#### Task objective
Search each line of the data for the word "SourceRef"; copy every line where it is found.

---

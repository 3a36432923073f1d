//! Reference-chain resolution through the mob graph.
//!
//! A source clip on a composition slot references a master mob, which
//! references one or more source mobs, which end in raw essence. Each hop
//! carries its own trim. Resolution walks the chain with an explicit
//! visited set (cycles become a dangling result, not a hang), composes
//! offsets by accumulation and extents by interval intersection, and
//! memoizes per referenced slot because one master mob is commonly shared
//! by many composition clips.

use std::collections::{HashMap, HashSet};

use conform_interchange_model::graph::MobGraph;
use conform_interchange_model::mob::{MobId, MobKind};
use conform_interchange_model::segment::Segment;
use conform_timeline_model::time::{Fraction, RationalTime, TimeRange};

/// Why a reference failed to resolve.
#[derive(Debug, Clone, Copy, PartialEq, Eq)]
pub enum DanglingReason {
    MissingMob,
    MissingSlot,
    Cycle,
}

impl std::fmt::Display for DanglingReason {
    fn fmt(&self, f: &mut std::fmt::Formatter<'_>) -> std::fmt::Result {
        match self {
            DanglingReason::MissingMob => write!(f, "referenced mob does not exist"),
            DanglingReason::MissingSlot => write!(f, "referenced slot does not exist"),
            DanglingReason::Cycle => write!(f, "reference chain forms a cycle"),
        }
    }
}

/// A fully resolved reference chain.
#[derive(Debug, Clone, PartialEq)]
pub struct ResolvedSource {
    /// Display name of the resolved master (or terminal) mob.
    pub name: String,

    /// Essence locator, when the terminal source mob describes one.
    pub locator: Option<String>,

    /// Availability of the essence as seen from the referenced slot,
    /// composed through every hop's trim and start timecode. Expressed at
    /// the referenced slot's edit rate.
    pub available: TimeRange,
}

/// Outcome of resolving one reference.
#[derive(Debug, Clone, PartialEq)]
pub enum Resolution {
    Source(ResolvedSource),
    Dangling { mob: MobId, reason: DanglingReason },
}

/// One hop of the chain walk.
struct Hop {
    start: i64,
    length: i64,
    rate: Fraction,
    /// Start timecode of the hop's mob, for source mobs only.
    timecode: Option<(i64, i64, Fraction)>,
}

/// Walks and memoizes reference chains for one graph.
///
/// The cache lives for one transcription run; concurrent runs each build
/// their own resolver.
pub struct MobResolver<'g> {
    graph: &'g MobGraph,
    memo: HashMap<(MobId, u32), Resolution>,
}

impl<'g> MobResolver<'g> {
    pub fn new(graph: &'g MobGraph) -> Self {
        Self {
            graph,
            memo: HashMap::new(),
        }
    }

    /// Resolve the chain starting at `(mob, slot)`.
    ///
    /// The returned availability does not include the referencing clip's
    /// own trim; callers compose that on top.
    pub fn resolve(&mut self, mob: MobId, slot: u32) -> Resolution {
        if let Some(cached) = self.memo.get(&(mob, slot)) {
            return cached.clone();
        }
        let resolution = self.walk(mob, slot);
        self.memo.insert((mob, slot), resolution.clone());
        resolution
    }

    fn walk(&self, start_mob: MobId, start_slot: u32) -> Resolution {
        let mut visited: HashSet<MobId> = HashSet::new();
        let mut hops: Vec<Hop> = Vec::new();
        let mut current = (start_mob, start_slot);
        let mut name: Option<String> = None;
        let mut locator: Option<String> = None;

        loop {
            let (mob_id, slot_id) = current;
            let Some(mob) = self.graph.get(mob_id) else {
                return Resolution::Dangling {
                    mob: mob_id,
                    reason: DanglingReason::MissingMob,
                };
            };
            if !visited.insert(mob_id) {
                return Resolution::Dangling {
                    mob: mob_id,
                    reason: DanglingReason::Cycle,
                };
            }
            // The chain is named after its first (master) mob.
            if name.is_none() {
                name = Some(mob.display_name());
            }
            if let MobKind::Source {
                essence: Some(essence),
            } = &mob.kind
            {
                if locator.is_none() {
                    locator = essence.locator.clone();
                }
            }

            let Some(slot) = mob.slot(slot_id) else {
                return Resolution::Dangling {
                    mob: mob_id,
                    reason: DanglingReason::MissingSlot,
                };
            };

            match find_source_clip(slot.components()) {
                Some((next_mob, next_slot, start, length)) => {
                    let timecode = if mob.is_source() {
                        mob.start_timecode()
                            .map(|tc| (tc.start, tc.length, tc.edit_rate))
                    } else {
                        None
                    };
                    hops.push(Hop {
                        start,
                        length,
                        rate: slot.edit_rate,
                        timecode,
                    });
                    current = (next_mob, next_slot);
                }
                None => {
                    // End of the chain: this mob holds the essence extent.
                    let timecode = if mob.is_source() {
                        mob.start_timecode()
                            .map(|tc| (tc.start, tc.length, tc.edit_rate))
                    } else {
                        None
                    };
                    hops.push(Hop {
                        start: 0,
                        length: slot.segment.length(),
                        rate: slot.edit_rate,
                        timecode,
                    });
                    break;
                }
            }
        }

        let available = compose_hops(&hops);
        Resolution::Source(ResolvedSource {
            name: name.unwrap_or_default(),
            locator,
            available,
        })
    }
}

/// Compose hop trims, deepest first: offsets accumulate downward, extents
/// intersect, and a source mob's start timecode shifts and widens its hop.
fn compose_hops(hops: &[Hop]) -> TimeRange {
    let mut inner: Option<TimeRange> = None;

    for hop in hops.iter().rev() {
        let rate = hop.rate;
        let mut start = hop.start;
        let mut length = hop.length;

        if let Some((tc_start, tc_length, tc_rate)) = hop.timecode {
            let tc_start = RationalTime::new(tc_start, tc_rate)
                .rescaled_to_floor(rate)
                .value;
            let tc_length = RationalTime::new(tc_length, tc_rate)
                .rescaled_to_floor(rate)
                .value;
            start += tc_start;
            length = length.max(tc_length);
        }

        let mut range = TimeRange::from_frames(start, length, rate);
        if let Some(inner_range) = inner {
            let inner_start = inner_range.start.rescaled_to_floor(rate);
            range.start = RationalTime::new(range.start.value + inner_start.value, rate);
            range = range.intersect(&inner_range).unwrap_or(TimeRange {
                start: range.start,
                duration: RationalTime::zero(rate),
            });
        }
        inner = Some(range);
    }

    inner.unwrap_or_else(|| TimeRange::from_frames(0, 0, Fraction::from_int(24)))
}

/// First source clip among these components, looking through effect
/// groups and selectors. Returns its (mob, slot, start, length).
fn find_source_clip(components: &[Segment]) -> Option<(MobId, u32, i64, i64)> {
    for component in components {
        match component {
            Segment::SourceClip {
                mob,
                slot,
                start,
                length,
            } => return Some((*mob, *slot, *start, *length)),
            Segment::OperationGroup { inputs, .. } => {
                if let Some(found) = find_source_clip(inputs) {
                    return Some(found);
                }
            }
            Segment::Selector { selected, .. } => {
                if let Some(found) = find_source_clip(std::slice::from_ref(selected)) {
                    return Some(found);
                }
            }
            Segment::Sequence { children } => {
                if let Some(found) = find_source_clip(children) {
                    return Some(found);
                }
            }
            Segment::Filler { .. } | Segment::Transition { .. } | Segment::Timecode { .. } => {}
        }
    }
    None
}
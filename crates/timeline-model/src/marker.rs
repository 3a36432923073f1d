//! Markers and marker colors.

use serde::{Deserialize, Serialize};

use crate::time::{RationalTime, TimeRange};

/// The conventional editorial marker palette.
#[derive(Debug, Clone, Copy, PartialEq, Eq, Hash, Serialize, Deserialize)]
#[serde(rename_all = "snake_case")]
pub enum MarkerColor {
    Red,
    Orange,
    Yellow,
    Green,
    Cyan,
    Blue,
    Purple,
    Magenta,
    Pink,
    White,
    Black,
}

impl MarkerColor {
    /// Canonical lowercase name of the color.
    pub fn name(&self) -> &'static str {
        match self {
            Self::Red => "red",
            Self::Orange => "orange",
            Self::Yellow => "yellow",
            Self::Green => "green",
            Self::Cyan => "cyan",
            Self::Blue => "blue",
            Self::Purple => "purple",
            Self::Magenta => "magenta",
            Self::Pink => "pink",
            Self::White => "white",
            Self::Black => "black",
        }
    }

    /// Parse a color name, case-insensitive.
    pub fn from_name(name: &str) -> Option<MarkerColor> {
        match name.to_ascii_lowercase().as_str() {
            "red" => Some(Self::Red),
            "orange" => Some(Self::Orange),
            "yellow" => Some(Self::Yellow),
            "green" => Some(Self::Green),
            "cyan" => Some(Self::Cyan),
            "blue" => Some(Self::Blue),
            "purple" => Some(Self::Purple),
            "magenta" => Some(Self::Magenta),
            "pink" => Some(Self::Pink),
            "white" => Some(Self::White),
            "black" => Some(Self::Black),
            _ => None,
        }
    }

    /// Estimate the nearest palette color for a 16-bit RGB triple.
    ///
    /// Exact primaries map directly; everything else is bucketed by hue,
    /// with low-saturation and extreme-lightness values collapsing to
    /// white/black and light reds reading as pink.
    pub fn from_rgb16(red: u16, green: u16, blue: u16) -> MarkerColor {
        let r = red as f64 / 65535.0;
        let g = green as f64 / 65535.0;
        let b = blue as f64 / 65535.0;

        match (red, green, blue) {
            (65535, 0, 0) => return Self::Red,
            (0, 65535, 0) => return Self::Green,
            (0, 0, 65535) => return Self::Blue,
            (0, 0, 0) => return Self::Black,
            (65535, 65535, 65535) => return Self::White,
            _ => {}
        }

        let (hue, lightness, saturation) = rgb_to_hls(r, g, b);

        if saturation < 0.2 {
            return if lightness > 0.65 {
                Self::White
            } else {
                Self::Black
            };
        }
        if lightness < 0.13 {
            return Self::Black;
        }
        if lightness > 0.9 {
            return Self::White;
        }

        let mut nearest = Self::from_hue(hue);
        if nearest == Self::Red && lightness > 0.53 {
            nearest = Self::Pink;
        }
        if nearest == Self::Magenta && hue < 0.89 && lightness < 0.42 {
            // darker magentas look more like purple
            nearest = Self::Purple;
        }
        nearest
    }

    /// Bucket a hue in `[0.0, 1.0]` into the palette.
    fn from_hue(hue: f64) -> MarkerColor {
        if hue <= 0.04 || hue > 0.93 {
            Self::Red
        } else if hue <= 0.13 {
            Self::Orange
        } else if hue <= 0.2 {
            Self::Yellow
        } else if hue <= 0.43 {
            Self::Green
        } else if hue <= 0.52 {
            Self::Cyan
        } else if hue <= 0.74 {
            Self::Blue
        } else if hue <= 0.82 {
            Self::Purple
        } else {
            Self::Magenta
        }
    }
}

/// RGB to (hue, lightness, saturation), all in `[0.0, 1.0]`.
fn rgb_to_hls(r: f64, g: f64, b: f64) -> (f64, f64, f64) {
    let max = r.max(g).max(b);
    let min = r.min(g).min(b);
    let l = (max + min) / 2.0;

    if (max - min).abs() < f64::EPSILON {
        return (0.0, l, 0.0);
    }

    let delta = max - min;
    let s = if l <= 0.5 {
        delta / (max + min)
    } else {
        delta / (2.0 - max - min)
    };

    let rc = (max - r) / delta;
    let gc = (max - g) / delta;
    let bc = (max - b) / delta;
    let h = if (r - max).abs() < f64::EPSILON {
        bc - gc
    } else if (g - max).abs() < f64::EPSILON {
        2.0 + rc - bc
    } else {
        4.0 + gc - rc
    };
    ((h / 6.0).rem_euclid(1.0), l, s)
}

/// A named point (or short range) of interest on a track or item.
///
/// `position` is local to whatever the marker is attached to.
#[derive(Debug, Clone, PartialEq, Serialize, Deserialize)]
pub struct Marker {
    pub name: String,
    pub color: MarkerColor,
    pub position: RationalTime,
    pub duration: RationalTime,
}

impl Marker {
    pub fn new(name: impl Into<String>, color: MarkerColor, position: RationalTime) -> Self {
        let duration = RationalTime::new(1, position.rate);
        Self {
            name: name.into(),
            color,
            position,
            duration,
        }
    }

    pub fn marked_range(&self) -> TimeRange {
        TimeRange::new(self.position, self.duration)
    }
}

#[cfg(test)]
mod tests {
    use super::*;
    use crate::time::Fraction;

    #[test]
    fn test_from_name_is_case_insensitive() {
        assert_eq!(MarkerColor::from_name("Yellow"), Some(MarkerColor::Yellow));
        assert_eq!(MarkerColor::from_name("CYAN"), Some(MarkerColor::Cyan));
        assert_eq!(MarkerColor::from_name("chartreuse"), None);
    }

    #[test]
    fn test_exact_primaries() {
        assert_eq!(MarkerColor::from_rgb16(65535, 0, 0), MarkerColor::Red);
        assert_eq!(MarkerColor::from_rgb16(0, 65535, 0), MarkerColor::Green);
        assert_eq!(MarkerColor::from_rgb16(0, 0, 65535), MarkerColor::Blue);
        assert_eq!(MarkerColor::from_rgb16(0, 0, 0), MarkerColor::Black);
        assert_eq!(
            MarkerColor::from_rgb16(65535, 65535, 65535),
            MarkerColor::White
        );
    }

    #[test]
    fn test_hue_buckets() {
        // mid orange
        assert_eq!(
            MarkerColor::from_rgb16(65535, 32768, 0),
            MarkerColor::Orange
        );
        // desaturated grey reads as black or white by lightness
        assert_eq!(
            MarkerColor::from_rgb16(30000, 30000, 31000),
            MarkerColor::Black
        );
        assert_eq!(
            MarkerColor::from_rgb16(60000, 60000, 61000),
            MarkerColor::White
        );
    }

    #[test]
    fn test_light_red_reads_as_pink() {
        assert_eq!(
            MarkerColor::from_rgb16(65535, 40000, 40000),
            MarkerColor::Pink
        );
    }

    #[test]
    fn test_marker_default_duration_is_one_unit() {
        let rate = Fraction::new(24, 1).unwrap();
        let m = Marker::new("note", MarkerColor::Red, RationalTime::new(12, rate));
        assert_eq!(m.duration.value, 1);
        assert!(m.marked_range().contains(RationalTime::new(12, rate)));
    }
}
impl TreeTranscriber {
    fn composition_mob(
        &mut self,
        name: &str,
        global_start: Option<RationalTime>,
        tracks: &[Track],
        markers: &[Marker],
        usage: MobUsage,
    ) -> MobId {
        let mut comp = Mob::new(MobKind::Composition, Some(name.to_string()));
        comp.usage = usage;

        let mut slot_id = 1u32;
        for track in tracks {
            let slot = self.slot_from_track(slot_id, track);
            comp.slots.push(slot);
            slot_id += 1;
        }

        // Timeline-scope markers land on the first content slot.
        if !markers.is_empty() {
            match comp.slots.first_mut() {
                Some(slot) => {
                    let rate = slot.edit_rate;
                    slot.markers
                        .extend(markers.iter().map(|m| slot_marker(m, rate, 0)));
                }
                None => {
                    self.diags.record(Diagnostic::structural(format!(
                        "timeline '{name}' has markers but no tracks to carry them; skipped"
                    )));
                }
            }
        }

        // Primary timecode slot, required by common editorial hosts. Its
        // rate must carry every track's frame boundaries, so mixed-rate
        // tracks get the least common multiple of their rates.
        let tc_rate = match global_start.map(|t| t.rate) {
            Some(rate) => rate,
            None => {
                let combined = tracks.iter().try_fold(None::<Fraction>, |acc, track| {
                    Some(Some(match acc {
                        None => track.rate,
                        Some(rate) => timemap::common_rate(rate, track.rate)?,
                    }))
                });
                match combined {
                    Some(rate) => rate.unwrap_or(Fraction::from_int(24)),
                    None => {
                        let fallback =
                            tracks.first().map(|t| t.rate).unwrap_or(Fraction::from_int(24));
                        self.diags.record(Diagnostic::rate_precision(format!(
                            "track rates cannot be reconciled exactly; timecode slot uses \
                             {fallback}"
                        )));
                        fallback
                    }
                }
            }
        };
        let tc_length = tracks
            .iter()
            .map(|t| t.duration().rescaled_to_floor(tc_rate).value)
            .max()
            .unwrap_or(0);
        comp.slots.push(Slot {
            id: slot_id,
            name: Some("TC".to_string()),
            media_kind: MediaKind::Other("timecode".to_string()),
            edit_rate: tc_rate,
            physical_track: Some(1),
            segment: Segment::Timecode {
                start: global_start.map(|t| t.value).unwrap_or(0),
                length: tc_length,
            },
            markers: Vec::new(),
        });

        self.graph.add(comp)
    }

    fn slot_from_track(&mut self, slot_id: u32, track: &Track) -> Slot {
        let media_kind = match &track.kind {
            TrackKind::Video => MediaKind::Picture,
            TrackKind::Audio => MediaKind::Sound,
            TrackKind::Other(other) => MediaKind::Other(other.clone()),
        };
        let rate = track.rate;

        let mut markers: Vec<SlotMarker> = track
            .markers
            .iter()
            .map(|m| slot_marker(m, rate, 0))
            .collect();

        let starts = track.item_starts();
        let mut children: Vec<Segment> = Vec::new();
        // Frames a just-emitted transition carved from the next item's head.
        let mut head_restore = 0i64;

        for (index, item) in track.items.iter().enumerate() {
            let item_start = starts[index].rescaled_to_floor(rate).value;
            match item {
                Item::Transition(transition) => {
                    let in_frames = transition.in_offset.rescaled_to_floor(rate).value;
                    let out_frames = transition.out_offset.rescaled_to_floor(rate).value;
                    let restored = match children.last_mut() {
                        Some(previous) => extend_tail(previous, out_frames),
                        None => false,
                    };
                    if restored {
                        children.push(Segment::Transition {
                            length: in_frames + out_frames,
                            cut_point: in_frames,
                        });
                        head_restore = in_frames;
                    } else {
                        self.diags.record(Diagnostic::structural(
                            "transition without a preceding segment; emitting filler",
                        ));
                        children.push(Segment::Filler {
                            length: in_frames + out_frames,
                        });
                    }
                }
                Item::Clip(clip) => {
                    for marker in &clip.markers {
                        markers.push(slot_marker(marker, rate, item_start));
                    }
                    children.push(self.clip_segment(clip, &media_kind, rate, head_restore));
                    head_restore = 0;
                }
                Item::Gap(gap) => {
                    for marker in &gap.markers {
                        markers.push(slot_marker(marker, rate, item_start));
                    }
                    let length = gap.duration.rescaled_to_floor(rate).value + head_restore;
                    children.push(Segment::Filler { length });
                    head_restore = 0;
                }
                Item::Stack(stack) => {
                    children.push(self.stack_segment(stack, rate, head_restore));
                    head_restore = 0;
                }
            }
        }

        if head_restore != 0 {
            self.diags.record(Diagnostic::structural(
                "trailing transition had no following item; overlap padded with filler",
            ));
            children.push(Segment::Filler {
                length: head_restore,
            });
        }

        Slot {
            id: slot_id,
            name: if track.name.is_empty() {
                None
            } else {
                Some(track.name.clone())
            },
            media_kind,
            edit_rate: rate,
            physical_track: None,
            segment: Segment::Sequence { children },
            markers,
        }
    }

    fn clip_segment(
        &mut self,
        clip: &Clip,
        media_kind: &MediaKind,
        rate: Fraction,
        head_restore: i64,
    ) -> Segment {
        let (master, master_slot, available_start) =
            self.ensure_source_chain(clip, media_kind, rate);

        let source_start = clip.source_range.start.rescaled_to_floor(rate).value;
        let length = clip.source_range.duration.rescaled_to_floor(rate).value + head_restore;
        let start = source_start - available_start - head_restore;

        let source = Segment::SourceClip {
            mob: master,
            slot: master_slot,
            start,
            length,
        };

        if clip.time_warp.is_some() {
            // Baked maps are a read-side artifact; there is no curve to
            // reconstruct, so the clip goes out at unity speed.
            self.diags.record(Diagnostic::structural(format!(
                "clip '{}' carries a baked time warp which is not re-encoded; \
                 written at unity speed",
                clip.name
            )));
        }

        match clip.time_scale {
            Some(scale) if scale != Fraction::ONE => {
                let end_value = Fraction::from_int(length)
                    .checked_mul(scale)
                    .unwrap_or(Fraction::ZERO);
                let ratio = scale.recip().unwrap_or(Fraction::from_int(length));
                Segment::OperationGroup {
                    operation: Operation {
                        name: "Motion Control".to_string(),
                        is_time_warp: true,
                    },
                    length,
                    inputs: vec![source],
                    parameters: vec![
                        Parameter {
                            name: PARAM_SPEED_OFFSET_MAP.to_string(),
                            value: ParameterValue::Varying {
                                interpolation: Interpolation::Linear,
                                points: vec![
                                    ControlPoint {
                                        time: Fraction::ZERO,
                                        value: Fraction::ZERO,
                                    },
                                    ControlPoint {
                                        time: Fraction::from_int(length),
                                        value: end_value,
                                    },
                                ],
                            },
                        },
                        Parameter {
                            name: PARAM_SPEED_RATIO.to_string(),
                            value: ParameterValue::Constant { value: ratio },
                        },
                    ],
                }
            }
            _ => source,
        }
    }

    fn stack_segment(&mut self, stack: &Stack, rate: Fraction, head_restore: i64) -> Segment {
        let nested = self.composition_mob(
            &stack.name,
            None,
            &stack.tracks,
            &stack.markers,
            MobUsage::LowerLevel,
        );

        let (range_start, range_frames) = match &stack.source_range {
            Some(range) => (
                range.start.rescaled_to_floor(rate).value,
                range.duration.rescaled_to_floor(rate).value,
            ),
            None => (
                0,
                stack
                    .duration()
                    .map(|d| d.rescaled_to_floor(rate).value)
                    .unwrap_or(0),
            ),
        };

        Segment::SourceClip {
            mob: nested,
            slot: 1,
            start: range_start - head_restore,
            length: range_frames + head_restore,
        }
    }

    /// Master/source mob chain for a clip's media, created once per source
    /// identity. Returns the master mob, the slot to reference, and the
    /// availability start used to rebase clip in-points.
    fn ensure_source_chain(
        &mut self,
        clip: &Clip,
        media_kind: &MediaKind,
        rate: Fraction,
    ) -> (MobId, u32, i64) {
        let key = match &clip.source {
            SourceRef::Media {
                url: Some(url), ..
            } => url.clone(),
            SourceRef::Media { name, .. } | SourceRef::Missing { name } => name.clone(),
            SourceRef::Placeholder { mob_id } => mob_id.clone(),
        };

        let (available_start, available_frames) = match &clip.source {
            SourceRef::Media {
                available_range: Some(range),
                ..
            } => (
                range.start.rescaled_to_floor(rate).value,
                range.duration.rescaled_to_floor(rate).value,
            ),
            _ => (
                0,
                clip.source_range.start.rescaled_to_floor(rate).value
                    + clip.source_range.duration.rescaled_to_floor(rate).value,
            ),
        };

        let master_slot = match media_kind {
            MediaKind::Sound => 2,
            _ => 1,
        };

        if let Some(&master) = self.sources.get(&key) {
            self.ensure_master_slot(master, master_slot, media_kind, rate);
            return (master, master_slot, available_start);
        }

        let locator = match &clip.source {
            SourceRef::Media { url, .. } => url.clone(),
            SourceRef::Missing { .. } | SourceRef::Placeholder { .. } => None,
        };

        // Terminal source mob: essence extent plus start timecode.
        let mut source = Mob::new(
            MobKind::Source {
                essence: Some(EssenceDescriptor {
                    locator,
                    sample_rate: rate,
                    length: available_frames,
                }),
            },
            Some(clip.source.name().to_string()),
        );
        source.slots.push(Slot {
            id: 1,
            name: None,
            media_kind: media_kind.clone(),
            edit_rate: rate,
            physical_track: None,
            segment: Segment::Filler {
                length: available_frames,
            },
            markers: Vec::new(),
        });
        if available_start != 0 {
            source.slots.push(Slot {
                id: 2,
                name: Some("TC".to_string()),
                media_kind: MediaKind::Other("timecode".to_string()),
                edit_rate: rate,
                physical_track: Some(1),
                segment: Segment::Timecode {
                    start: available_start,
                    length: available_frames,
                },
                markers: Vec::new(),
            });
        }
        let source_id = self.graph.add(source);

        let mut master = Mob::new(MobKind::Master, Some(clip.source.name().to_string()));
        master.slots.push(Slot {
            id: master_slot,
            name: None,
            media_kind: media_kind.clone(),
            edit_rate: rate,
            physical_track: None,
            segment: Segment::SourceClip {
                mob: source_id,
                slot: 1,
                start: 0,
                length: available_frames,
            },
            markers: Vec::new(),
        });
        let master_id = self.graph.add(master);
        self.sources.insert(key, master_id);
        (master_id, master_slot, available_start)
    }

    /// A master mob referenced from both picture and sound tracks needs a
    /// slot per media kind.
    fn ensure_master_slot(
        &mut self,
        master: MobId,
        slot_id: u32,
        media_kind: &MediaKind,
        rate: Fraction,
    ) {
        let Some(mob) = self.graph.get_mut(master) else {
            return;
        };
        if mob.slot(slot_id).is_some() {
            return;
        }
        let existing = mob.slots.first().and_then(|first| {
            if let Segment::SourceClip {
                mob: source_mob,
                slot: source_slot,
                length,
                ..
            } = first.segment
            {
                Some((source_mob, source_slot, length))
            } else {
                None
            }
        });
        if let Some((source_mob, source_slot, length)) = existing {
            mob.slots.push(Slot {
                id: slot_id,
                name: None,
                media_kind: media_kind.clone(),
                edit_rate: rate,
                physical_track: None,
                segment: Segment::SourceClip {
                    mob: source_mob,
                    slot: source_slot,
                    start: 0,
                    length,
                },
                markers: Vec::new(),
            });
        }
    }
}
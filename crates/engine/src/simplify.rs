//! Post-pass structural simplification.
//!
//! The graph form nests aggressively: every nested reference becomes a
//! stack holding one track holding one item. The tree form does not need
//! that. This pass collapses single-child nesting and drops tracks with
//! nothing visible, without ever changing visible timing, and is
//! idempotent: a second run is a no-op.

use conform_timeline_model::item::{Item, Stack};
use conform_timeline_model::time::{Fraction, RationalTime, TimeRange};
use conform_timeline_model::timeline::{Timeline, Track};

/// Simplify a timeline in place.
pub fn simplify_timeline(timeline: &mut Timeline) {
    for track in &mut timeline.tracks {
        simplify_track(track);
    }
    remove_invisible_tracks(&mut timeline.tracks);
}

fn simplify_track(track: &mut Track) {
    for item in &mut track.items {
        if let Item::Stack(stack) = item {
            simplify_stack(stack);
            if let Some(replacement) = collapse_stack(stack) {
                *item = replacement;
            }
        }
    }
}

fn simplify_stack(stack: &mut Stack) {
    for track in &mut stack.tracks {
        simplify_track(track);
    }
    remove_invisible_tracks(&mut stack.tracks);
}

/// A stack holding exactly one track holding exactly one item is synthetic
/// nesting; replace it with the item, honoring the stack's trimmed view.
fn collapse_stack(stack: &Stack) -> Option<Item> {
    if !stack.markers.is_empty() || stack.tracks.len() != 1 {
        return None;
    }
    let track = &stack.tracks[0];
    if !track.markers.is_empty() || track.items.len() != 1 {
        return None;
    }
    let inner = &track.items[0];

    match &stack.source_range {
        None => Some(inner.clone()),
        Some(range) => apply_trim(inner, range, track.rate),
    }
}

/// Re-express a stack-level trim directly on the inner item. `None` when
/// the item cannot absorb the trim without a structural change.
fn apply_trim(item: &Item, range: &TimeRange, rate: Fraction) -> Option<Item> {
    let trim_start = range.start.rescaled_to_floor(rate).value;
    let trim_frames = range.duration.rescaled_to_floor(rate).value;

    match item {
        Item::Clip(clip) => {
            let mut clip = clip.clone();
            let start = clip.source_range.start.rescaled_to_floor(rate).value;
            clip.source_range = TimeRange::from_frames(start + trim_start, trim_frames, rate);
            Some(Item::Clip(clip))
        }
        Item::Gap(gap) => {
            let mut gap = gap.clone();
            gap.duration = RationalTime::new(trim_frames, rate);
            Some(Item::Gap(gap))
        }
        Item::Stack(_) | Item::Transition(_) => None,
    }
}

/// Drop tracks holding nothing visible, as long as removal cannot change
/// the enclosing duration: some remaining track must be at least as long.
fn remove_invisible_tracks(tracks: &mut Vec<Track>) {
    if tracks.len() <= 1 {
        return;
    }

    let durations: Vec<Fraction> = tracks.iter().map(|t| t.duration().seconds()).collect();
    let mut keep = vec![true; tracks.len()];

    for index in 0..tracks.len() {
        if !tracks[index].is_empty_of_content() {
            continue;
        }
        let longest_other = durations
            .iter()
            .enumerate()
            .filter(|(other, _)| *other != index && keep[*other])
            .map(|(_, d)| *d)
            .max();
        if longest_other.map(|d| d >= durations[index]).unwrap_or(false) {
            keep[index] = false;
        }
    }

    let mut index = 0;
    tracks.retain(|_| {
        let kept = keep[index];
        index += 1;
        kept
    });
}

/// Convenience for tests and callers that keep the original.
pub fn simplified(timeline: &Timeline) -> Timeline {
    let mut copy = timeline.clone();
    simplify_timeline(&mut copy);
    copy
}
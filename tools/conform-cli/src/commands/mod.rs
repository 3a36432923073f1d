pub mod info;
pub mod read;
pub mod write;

---

#### Task solution
            SourceRef::Media {
            SourceRef::Media { name, .. } | SourceRef::Missing { name } => name.clone(),
            SourceRef::Placeholder { mob_id } => mob_id.clone(),
            SourceRef::Media {
            SourceRef::Media { url, .. } => url.clone(),
            SourceRef::Missing { .. } | SourceRef::Placeholder { .. } => None,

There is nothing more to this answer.